- _TASK BRIEF_:
Retype all the records with nothing changed.

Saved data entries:
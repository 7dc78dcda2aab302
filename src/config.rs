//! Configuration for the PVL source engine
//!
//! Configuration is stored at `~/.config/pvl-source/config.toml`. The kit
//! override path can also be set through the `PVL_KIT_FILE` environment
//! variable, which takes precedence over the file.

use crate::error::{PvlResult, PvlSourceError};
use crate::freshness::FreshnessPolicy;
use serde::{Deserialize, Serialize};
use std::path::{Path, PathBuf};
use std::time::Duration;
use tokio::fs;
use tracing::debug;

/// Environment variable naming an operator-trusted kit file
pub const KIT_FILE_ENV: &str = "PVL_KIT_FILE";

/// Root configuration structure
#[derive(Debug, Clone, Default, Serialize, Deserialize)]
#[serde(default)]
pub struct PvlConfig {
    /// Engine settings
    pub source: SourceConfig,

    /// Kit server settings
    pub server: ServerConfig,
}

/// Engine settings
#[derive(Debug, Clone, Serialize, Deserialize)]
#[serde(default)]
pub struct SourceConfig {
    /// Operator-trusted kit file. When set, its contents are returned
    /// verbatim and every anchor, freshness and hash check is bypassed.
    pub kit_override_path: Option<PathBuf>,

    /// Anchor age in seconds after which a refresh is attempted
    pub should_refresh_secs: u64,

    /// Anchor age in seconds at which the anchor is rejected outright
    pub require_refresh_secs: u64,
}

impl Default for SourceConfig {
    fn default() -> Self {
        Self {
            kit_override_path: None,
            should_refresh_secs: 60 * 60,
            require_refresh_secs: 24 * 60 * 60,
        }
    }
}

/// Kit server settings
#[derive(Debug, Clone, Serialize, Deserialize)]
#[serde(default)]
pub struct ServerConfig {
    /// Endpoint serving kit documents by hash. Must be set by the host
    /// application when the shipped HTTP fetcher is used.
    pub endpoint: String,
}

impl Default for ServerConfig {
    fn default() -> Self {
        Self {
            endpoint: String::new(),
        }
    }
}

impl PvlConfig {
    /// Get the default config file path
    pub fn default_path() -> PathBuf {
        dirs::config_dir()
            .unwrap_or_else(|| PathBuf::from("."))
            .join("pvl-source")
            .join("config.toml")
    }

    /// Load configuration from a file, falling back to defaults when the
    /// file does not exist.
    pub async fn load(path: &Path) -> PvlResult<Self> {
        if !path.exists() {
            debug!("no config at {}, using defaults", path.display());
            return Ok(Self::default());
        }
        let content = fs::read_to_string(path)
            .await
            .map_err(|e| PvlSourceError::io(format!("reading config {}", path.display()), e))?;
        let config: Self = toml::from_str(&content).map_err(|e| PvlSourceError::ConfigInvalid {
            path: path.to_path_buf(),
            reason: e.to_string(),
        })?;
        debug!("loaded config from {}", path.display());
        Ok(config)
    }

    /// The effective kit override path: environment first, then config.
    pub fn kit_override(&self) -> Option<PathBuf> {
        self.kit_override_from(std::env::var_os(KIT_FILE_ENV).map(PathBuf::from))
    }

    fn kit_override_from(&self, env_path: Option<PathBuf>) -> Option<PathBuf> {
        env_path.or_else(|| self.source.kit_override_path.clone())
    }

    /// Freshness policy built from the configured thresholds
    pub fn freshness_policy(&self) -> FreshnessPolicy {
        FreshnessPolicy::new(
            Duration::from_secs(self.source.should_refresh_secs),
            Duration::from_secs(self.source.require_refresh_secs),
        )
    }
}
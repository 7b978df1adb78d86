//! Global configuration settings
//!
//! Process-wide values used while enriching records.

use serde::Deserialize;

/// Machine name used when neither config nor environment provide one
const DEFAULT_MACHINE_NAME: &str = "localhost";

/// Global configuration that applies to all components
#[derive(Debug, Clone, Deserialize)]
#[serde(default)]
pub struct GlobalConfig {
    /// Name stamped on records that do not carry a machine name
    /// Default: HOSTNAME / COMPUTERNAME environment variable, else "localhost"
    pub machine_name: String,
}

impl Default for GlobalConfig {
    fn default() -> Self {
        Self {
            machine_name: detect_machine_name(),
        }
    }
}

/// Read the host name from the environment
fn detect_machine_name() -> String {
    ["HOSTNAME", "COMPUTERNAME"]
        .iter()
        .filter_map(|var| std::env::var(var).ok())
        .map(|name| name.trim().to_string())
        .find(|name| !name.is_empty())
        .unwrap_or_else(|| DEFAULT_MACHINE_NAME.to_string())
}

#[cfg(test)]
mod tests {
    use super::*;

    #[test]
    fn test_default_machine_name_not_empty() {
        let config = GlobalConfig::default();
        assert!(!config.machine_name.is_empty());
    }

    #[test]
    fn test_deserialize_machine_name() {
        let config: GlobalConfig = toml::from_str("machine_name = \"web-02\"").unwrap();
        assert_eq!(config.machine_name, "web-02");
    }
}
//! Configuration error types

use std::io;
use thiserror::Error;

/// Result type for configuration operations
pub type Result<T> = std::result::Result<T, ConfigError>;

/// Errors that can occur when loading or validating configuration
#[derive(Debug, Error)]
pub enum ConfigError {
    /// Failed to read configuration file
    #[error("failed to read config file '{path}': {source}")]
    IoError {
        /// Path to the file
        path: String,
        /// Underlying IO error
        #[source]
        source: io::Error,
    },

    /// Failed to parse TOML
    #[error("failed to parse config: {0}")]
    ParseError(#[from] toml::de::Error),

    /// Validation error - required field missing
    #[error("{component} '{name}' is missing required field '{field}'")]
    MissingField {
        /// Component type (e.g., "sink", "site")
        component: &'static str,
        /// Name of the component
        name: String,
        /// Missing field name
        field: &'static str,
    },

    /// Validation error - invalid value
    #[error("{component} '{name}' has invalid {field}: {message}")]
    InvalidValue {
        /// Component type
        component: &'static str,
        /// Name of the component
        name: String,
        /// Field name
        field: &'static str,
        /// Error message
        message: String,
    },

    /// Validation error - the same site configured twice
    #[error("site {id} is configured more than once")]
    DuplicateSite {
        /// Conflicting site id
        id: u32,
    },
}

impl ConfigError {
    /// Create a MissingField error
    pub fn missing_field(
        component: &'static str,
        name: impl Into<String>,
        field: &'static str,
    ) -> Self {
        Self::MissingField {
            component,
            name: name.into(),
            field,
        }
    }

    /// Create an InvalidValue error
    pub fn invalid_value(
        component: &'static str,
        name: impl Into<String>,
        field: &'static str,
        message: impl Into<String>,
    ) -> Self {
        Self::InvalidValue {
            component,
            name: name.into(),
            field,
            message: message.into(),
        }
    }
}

- _ANSWER TO THE PROBLEM_:
repository 7dc78dcda2aab302
filename src/config.rs
//! Configuration for the PVL source engine
//!
//! Configuration is stored at `~/.config/pvl-source/config.toml`. The kit
//! override path can also be set through the `PVL_KIT_FILE` environment
//! variable, which takes precedence over the file.

use crate::error::{PvlResult, PvlSourceError};
use crate::freshness::FreshnessPolicy;
use serde::{Deserialize, Serialize};
use std::path::{Path, PathBuf};
use std::time::Duration;
use tokio::fs;
use tracing::debug;

/// Environment variable naming an operator-trusted kit file
pub const KIT_FILE_ENV: &str = "PVL_KIT_FILE";

/// Root configuration structure
#[derive(Debug, Clone, Default, Serialize, Deserialize)]
#[serde(default)]
pub struct PvlConfig {
    /// Engine settings
    pub source: SourceConfig,

    /// Kit server settings
    pub server: ServerConfig,
}

/// Engine settings
#[derive(Debug, Clone, Serialize, Deserialize)]
#[serde(default)]
pub struct SourceConfig {
    /// Operator-trusted kit file. When set, its contents are returned
    /// verbatim and every anchor, freshness and hash check is bypassed.
    pub kit_override_path: Option<PathBuf>,

    /// Anchor age in seconds after which a refresh is attempted
    pub should_refresh_secs: u64,

    /// Anchor age in seconds at which the anchor is rejected outright
    pub require_refresh_secs: u64,
}

impl Default for SourceConfig {
    fn default() -> Self {
        Self {
            kit_override_path: None,
            should_refresh_secs: 60 * 60,
            require_refresh_secs: 24 * 60 * 60,
        }
    }
}

/// Kit server settings
#[derive(Debug, Clone, Serialize, Deserialize)]
#[serde(default)]
pub struct ServerConfig {
    /// Endpoint serving kit documents by hash. Must be set by the host
    /// application when the shipped HTTP fetcher is used.
    pub endpoint: String,
}

impl Default for ServerConfig {
    fn default() -> Self {
        Self {
            endpoint: String::new(),
        }
    }
}

impl PvlConfig {
    /// Get the default config file path
    pub fn default_path() -> PathBuf {
        dirs::config_dir()
            .unwrap_or_else(|| PathBuf::from("."))
            .join("pvl-source")
            .join("config.toml")
    }

    /// Load configuration from a file, falling back to defaults when the
    /// file does not exist.
    pub async fn load(path: &Path) -> PvlResult<Self> {
        if !path.exists() {
            debug!("no config at {}, using defaults", path.display());
            return Ok(Self::default());
        }
        let content = fs::read_to_string(path)
            .await
            .map_err(|e| PvlSourceError::io(format!("reading config {}", path.display()), e))?;
        let config: Self = toml::from_str(&content).map_err(|e| PvlSourceError::ConfigInvalid {
            path: path.to_path_buf(),
            reason: e.to_string(),
        })?;
        debug!("loaded config from {}", path.display());
        Ok(config)
    }

    /// The effective kit override path: environment first, then config.
    pub fn kit_override(&self) -> Option<PathBuf> {
        self.kit_override_from(std::env::var_os(KIT_FILE_ENV).map(PathBuf::from))
    }

    fn kit_override_from(&self, env_path: Option<PathBuf>) -> Option<PathBuf> {
        env_path.or_else(|| self.source.kit_override_path.clone())
    }

    /// Freshness policy built from the configured thresholds
    pub fn freshness_policy(&self) -> FreshnessPolicy {
        FreshnessPolicy::new(
            Duration::from_secs(self.source.should_refresh_secs),
            Duration::from_secs(self.source.require_refresh_secs),
        )
    }
}
repository 7b978df1adb78d86
//! Global configuration settings
//!
//! Process-wide values used while enriching records.

use serde::Deserialize;

/// Machine name used when neither config nor environment provide one
const DEFAULT_MACHINE_NAME: &str = "localhost";

/// Global configuration that applies to all components
#[derive(Debug, Clone, Deserialize)]
#[serde(default)]
pub struct GlobalConfig {
    /// Name stamped on records that do not carry a machine name
    /// Default: HOSTNAME / COMPUTERNAME environment variable, else "localhost"
    pub machine_name: String,
}

impl Default for GlobalConfig {
    fn default() -> Self {
        Self {
            machine_name: detect_machine_name(),
        }
    }
}

/// Read the host name from the environment
fn detect_machine_name() -> String {
    ["HOSTNAME", "COMPUTERNAME"]
        .iter()
        .filter_map(|var| std::env::var(var).ok())
        .map(|name| name.trim().to_string())
        .find(|name| !name.is_empty())
        .unwrap_or_else(|| DEFAULT_MACHINE_NAME.to_string())
}

#[cfg(test)]
mod tests {
    use super::*;

    #[test]
    fn test_default_machine_name_not_empty() {
        let config = GlobalConfig::default();
        assert!(!config.machine_name.is_empty());
    }

    #[test]
    fn test_deserialize_machine_name() {
        let config: GlobalConfig = toml::from_str("machine_name = \"web-02\"").unwrap();
        assert_eq!(config.machine_name, "web-02");
    }
}
//! Configuration error types

use std::io;
use thiserror::Error;

/// Result type for configuration operations
pub type Result<T> = std::result::Result<T, ConfigError>;

/// Errors that can occur when loading or validating configuration
#[derive(Debug, Error)]
pub enum ConfigError {
    /// Failed to read configuration file
    #[error("failed to read config file '{path}': {source}")]
    IoError {
        /// Path to the file
        path: String,
        /// Underlying IO error
        #[source]
        source: io::Error,
    },

    /// Failed to parse TOML
    #[error("failed to parse config: {0}")]
    ParseError(#[from] toml::de::Error),

    /// Validation error - required field missing
    #[error("{component} '{name}' is missing required field '{field}'")]
    MissingField {
        /// Component type (e.g., "sink", "site")
        component: &'static str,
        /// Name of the component
        name: String,
        /// Missing field name
        field: &'static str,
    },

    /// Validation error - invalid value
    #[error("{component} '{name}' has invalid {field}: {message}")]
    InvalidValue {
        /// Component type
        component: &'static str,
        /// Name of the component
        name: String,
        /// Field name
        field: &'static str,
        /// Error message
        message: String,
    },

    /// Validation error - the same site configured twice
    #[error("site {id} is configured more than once")]
    DuplicateSite {
        /// Conflicting site id
        id: u32,
    },
}

impl ConfigError {
    /// Create a MissingField error
    pub fn missing_field(
        component: &'static str,
        name: impl Into<String>,
        field: &'static str,
    ) -> Self {
        Self::MissingField {
            component,
            name: name.into(),
            field,
        }
    }

    /// Create an InvalidValue error
    pub fn invalid_value(
        component: &'static str,
        name: impl Into<String>,
        field: &'static str,
        message: impl Into<String>,
    ) -> Self {
        Self::InvalidValue {
            component,
            name: name.into(),
            field,
            message: message.into(),
        }
    }
}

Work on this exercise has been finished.